━━━━━ Input records ━━━━━

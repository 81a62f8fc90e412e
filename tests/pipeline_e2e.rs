use kyrolabel::{
    process_labels, resolve_and_evaluate_sharded, AttributeRow, LabelError, LabelPipeline, LabelPriority,
    LabelRecord, LabelSource, LabelTable, PipelineConfig, RemovalAction, ResolutionReport, ShardConfig,
    ValidationError,
};

fn init_tracing() {
    let _ = tracing_subscriber::fmt()
        .with_env_filter(
            tracing_subscriber::EnvFilter::try_from_default_env()
                .unwrap_or_else(|_| tracing_subscriber::EnvFilter::new("kyrolabel=debug")),
        )
        .with_test_writer()
        .try_init();
}

fn synthetic_table(len: usize) -> LabelTable {
    const CLASSES: [&str; 3] = ["dog", "cat", "bird"];
    (0..len)
        .map(|i| {
            let sensor = CLASSES[i % 3];
            let camera = if i % 2 == 0 { CLASSES[(i / 2) % 3] } else { "" };
            let manual = if i % 5 == 0 { CLASSES[(i / 5) % 3] } else { "" };
            LabelRecord::new(sensor).with_camera(camera).with_manual(manual)
        })
        .collect()
}

#[test]
fn camera_over_sensor_example() {
    init_tracing();
    let mut table: LabelTable = vec![LabelRecord::new("dog").with_camera("cat")].into_iter().collect();

    let processed = process_labels(&mut table).unwrap();

    assert_eq!(processed.labels, vec!["cat"]);
    assert_eq!(
        processed.matrix.row(0).unwrap(),
        AttributeRow {
            camera_indices: true,
            manual_indices: false,
            camera_sensor_match: false,
            manual_sensor_match: false,
            manual_camera_match: false,
        }
    );
    assert_eq!(processed.decisions.action(0), Some(RemovalAction::RemoveSensor));
    assert_eq!(table.get(0).unwrap(), LabelRecord::new("").with_camera("cat"));
}

#[test]
fn three_way_split_example() {
    init_tracing();
    let mut table: LabelTable = vec![LabelRecord::new("dog").with_camera("cat").with_manual("bird")]
        .into_iter()
        .collect();

    let processed = process_labels(&mut table).unwrap();

    assert_eq!(processed.labels, vec!["bird"]);
    assert!(processed.decisions.remove_both()[0]);
    assert_eq!(table.get(0).unwrap(), LabelRecord::new("").with_manual("bird"));
    assert_eq!(processed.report.removals.both_removed, 1);
    assert_eq!(processed.report.removals.cells_cleared, 2);
}

#[test]
fn agreeing_sources_example() {
    init_tracing();
    let mut table: LabelTable = vec![LabelRecord::new("dog").with_camera("dog")].into_iter().collect();
    let before = table.clone();

    let processed = process_labels(&mut table).unwrap();

    assert_eq!(processed.labels, vec!["dog"]);
    assert!(processed.matrix.camera_sensor_match()[0]);
    assert_eq!(processed.decisions.action(0), Some(RemovalAction::Keep));
    assert_eq!(table, before);
    assert_eq!(processed.report.removals.records_touched(), 0);
}

#[test]
fn json_ingestion_normalizes_missing_and_numeric_cells() {
    init_tracing();
    let json = r#"[
        {"sensorLabel": "dog", "cameraLabel": null, "manualLabel": null},
        {"sensorLabel": "dog", "cameraLabel": "cat"},
        {"sensorLabel": 3, "cameraLabel": 3, "manualLabel": 4}
    ]"#;
    let mut table = LabelTable::from_json(json).unwrap();
    assert_eq!(table.column(LabelSource::Camera), ["", "cat", "3"]);

    let processed = process_labels(&mut table).unwrap();
    assert_eq!(processed.labels, vec!["dog", "cat", "4"]);

    let out: serde_json::Value = serde_json::from_str(&table.to_json_pretty().unwrap()).unwrap();
    assert_eq!(
        out,
        serde_json::json!([
            {"sensorLabel": "dog", "cameraLabel": "", "manualLabel": ""},
            {"sensorLabel": "", "cameraLabel": "cat", "manualLabel": ""},
            {"sensorLabel": "", "cameraLabel": "", "manualLabel": "4"}
        ])
    );
}

#[test]
fn large_numeric_ids_are_not_merged() {
    init_tracing();
    let json = r#"[{"sensorLabel": 18446744073709551615, "cameraLabel": 18446744073709551614}]"#;
    let mut table = LabelTable::from_json(json).unwrap();
    assert_eq!(table.column(LabelSource::Sensor), ["18446744073709551615"]);
    assert_eq!(table.column(LabelSource::Camera), ["18446744073709551614"]);

    let processed = process_labels(&mut table).unwrap();
    assert!(!processed.matrix.camera_sensor_match()[0]);
    assert_eq!(processed.report.removals.sensor_removed, 1);
    assert_eq!(table.get(0).unwrap(), LabelRecord::new("").with_camera("18446744073709551614"));
}

#[test]
fn missing_sensor_label_fails_fast() {
    init_tracing();
    let err = LabelTable::from_json(r#"[{"sensorLabel": "dog"}, {"sensorLabel": null, "cameraLabel": "cat"}]"#)
        .unwrap_err();
    match err {
        LabelError::Validation(ValidationError::MissingField { field, row }) => {
            assert_eq!(field, "sensorLabel");
            assert_eq!(row, 1);
        }
        other => panic!("unexpected error: {other}"),
    }
}

#[test]
fn uncoercible_cell_fails_fast() {
    init_tracing();
    let err = LabelTable::from_json(r#"[{"sensorLabel": "dog", "manualLabel": {"label": "cat"}}]"#).unwrap_err();
    assert!(matches!(
        err,
        LabelError::Validation(ValidationError::TypeMismatch { row: 0, .. })
    ));
}

#[test]
fn sharded_pipeline_matches_inline_pipeline() {
    init_tracing();
    let original = synthetic_table(10_000);

    let mut inline_table = original.clone();
    let inline = process_labels(&mut inline_table).unwrap();

    let config = PipelineConfig {
        shards: ShardConfig {
            workers: 4,
            min_records_per_shard: 1_000,
        },
    };
    let pipeline = LabelPipeline::new(config).unwrap();
    let mut sharded_table = original.clone();
    let sharded = pipeline.run(&mut sharded_table).unwrap();

    assert_eq!(sharded.report.shards, 4);
    assert_eq!(inline.report.shards, 1);
    assert_eq!(sharded.labels, inline.labels);
    assert_eq!(sharded.matrix, inline.matrix);
    assert_eq!(sharded.decisions, inline.decisions);
    assert_eq!(sharded_table, inline_table);
    assert_eq!(sharded.report.removals, inline.report.removals);
    assert_eq!(sharded.report.input_fingerprint, inline.report.input_fingerprint);
    assert_ne!(sharded.report.run_id, inline.report.run_id);
}

#[test]
fn pipeline_config_from_json() {
    let config = PipelineConfig::from_json(r#"{"shards": {"workers": 2, "min_records_per_shard": 100}}"#).unwrap();
    let pipeline = LabelPipeline::new(config).unwrap();
    let mut table = synthetic_table(1_000);

    let processed = pipeline.run(&mut table).unwrap();
    assert_eq!(processed.report.shards, 2);
    assert_eq!(processed.labels.len(), 1_000);
}

#[test]
fn sharding_direct_call_matches_resolve() {
    let table = synthetic_table(2_048);
    let config = ShardConfig {
        workers: 3,
        min_records_per_shard: 256,
    };
    let (resolved, _) = resolve_and_evaluate_sharded(&table, &LabelPriority::default(), &config).unwrap();
    assert_eq!(resolved, kyrolabel::resolve(&table).unwrap());
}

#[test]
fn pipeline_output_is_stable_under_rerun() {
    init_tracing();
    let mut table = synthetic_table(500);
    process_labels(&mut table).unwrap();
    let once = table.clone();

    let second = process_labels(&mut table).unwrap();
    assert_eq!(table, once);
    assert_eq!(second.report.removals.cells_cleared, 0);
}

#[test]
fn report_serializes_for_audit() {
    let mut table = synthetic_table(30);
    let processed = process_labels(&mut table).unwrap();

    let json = serde_json::to_string(&processed.report).unwrap();
    let decoded: ResolutionReport = serde_json::from_str(&json).unwrap();
    assert_eq!(decoded, processed.report);
    assert_eq!(decoded.input_fingerprint.len(), 64);
}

━━━━━

* Exercise goal: Filter the entries above and copy only the lines that hold "resolved".

* Task result:
    let (resolved, _) = resolve_and_evaluate_sharded(&table, &LabelPriority::default(), &config).unwrap();
    assert_eq!(resolved, kyrolabel::resolve(&table).unwrap());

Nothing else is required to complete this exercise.